→ **PROVIDED DATA**:
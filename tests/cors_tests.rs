//! CORS middleware behaviour through the dispatcher
//!
//! # Test Coverage
//!
//! - Preflight acceptance and rejection
//! - Header emission on simple requests
//! - Wildcard and regex origin policies
//! - Configuration validation

use std::sync::Arc;

use http::Method;
use tollgate::dispatcher::{Dispatcher, HandlerResponse, IncomingRequest};
use tollgate::handler;
use tollgate::middleware::{
    CorsConfig, CorsConfigError, CorsMiddleware, CorsMiddlewareBuilder, Middleware,
};
use tollgate::registry::ControllerRegistry;
use tollgate::router::RouterBuilder;

mod common;
use common::CallCounter;

const APP: &str = "https://app.example.com";

fn app_cors() -> Arc<dyn Middleware> {
    Arc::new(
        CorsMiddlewareBuilder::new()
            .allowed_origins(&[APP])
            .allow_credentials(true)
            .build()
            .unwrap(),
    )
}

fn dispatcher(cors: Arc<dyn Middleware>, counter: &CallCounter) -> Dispatcher {
    let mut builder = RouterBuilder::new();
    builder.group("/api", vec![cors], |api| {
        api.preflight("/items").post("/items", counter.handler());
    });
    Dispatcher::new(builder.build(&ControllerRegistry::new()).unwrap())
}

#[test]
fn test_preflight_from_allowed_origin() {
    let counter = CallCounter::default();
    let d = dispatcher(app_cors(), &counter);

    let res = d.dispatch(IncomingRequest::new("OPTIONS", "/api/items").header("Origin", APP));
    assert_eq!(res.status, 204);
    assert_eq!(res.get_header("access-control-allow-origin"), Some(APP));
    assert_eq!(res.get_header("access-control-allow-credentials"), Some("true"));
    assert_eq!(res.get_header("access-control-max-age"), Some("86400"));
    assert!(res
        .get_header("access-control-allow-methods")
        .unwrap()
        .contains("POST"));
    assert_eq!(res.get_header("vary"), Some("Origin"));
    assert_eq!(counter.count(), 0);
}

#[test]
fn test_preflight_from_disallowed_origin_is_403() {
    let counter = CallCounter::default();
    let d = dispatcher(app_cors(), &counter);

    let res = d.dispatch(
        IncomingRequest::new("OPTIONS", "/api/items").header("Origin", "https://evil.example"),
    );
    assert_eq!(res.status, 403);
    assert_eq!(res.body["data"]["error"], "origin_not_allowed");
    assert_eq!(res.body["data"]["origin"], "https://evil.example");
    assert!(res.get_header("access-control-allow-origin").is_none());
    assert_eq!(counter.count(), 0);
}

#[test]
fn test_preflight_without_origin_is_403() {
    let counter = CallCounter::default();
    let d = dispatcher(app_cors(), &counter);
    let res = d.dispatch(IncomingRequest::new("OPTIONS", "/api/items"));
    assert_eq!(res.status, 403);
    assert_eq!(res.body["data"]["error"], "origin_not_allowed");
    assert_eq!(counter.count(), 0);
}

#[test]
fn test_simple_request_gets_headers_and_reaches_handler() {
    let counter = CallCounter::default();
    let d = dispatcher(app_cors(), &counter);

    let res = d.dispatch(IncomingRequest::new("POST", "/api/items").header("Origin", APP));
    assert_eq!(res.status, 200);
    assert_eq!(res.get_header("access-control-allow-origin"), Some(APP));
    assert_eq!(
        res.get_header("access-control-expose-headers"),
        Some("Content-Length, Content-Range")
    );
    assert_eq!(counter.count(), 1);
}

#[test]
fn test_simple_request_from_other_origin_omits_allow_origin() {
    let counter = CallCounter::default();
    let d = dispatcher(app_cors(), &counter);

    let res = d.dispatch(
        IncomingRequest::new("POST", "/api/items").header("Origin", "https://other.example"),
    );
    assert_eq!(res.status, 200);
    assert!(res.get_header("access-control-allow-origin").is_none());
    assert_eq!(counter.count(), 1);
}

#[test]
fn test_permissive_policy_answers_wildcard() {
    let counter = CallCounter::default();
    let d = dispatcher(Arc::new(CorsMiddleware::permissive()), &counter);

    let res = d.dispatch(
        IncomingRequest::new("OPTIONS", "/api/items").header("Origin", "https://anything.test"),
    );
    assert_eq!(res.status, 204);
    assert_eq!(res.get_header("access-control-allow-origin"), Some("*"));
    assert!(res.get_header("access-control-allow-credentials").is_none());
}

#[test]
fn test_regex_origin_patterns() {
    let cors = CorsMiddlewareBuilder::new()
        .allowed_origin_patterns(&[r"^https://[a-z]+\.example\.com$"])
        .allowed_methods(&[Method::GET, Method::POST])
        .build()
        .unwrap();
    let counter = CallCounter::default();
    let d = dispatcher(Arc::new(cors), &counter);

    let ok = d.dispatch(
        IncomingRequest::new("OPTIONS", "/api/items").header("Origin", "https://tenant.example.com"),
    );
    assert_eq!(ok.status, 204);
    assert_eq!(
        ok.get_header("access-control-allow-origin"),
        Some("https://tenant.example.com")
    );
    assert_eq!(ok.get_header("access-control-allow-methods"), Some("GET, POST"));

    let rejected = d.dispatch(
        IncomingRequest::new("OPTIONS", "/api/items").header("Origin", "https://example.org"),
    );
    assert_eq!(rejected.status, 403);
}

#[test]
fn test_default_config_allows_local_dev_origins() {
    let cors = CorsMiddleware::from_config(&CorsConfig::default()).unwrap();
    let counter = CallCounter::default();
    let d = dispatcher(Arc::new(cors), &counter);

    for origin in [
        "http://localhost:5173",
        "http://localhost:3000",
        "http://localhost:8080",
    ] {
        let res =
            d.dispatch(IncomingRequest::new("OPTIONS", "/api/items").header("Origin", origin));
        assert_eq!(res.status, 204, "{origin}");
    }
}

#[test]
fn test_invalid_configurations_are_rejected() {
    assert_eq!(
        CorsMiddlewareBuilder::new()
            .allowed_origins(&["*"])
            .allow_credentials(true)
            .build()
            .err(),
        Some(CorsConfigError::WildcardWithCredentials)
    );
    assert_eq!(
        CorsMiddlewareBuilder::new().allow_credentials(true).build().err(),
        Some(CorsConfigError::EmptyOriginsWithCredentials)
    );
    assert!(matches!(
        CorsMiddlewareBuilder::new()
            .allowed_origins(&["example.com"])
            .build(),
        Err(CorsConfigError::InvalidOriginFormat { .. })
    ));
    assert!(matches!(
        CorsMiddlewareBuilder::new()
            .allowed_origin_patterns(&["(unclosed"])
            .build(),
        Err(CorsConfigError::InvalidOriginPattern { .. })
    ));
}

#[test]
fn test_malformed_exact_origins_are_rejected_at_build() {
    for origin in [
        "https://exa mple.com",
        "https://app.example.com/",
        "https://app.example.com?x=1",
        "https://user@app.example.com",
    ] {
        assert_eq!(
            CorsMiddlewareBuilder::new()
                .allowed_origins(&[APP, origin])
                .build()
                .err(),
            Some(CorsConfigError::InvalidOriginFormat {
                origin: origin.to_string()
            }),
            "{origin}"
        );
    }
}

#[test]
fn test_preflight_handler_answers_204_without_cors() {
    let mut builder = RouterBuilder::new();
    builder.preflight("/bare");
    builder.get("/bare", handler(|_| HandlerResponse::empty(200)));
    let d = Dispatcher::new(builder.build(&ControllerRegistry::new()).unwrap());

    let res = d.dispatch(IncomingRequest::new("OPTIONS", "/bare"));
    assert_eq!(res.status, 204);
}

→ **PROBLEM**: For the string "OPTIONS", find every line of the material that contains it, and copy each one.

→ **THE ANSWER**:
    let res = d.dispatch(IncomingRequest::new("OPTIONS", "/api/items").header("Origin", APP));
        IncomingRequest::new("OPTIONS", "/api/items").header("Origin", "https://evil.example"),
    let res = d.dispatch(IncomingRequest::new("OPTIONS", "/api/items"));
        IncomingRequest::new("OPTIONS", "/api/items").header("Origin", "https://anything.test"),
        IncomingRequest::new("OPTIONS", "/api/items").header("Origin", "https://tenant.example.com"),
        IncomingRequest::new("OPTIONS", "/api/items").header("Origin", "https://example.org"),
            d.dispatch(IncomingRequest::new("OPTIONS", "/api/items").header("Origin", origin));
    let res = d.dispatch(IncomingRequest::new("OPTIONS", "/bare"));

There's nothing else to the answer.